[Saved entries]
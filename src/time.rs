//! Time advancement for the flight simulation.
//!
//! Advances the simulated time axis by scaled wall-clock deltas and owns
//! the tick ordering: clock, then rails refresh, then the rocket step.

use bevy::prelude::*;

use crate::types::{SimSet, SimulationTime, TICK_HZ};

/// Plugin providing simulation-time advancement.
pub struct TimePlugin;

impl Plugin for TimePlugin {
    fn build(&self, app: &mut App) {
        app.init_resource::<SimulationTime>()
            .insert_resource(Time::<Fixed>::from_hz(TICK_HZ))
            .configure_sets(
                FixedUpdate,
                (SimSet::Clock, SimSet::Rails, SimSet::Rocket).chain(),
            )
            .add_systems(FixedUpdate, advance_time.in_set(SimSet::Clock));
    }
}

/// Advance simulation time based on scale and pause state.
///
/// `delta_secs` is the real-world time covered by this fixed tick; the
/// simulated axis moves `scale` times as fast and holds still while paused.
fn advance_time(mut sim_time: ResMut<SimulationTime>, time: Res<Time>) {
    sim_time.advance(time.delta_secs_f64());
}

• Work to be completed: Give the entries again in full, exactly as they are written.

• Completed task:
filename src/time.rs
//! Time advancement for the flight simulation.
//!
//! Advances the simulated time axis by scaled wall-clock deltas and owns
//! the tick ordering: clock, then rails refresh, then the rocket step.

use bevy::prelude::*;

use crate::types::{SimSet, SimulationTime, TICK_HZ};

/// Plugin providing simulation-time advancement.
pub struct TimePlugin;

impl Plugin for TimePlugin {
    fn build(&self, app: &mut App) {
        app.init_resource::<SimulationTime>()
            .insert_resource(Time::<Fixed>::from_hz(TICK_HZ))
            .configure_sets(
                FixedUpdate,
                (SimSet::Clock, SimSet::Rails, SimSet::Rocket).chain(),
            )
            .add_systems(FixedUpdate, advance_time.in_set(SimSet::Clock));
    }
}

/// Advance simulation time based on scale and pause state.
///
/// `delta_secs` is the real-world time covered by this fixed tick; the
/// simulated axis moves `scale` times as fast and holds still while paused.
fn advance_time(mut sim_time: ResMut<SimulationTime>, time: Res<Time>) {
    sim_time.advance(time.delta_secs_f64());
}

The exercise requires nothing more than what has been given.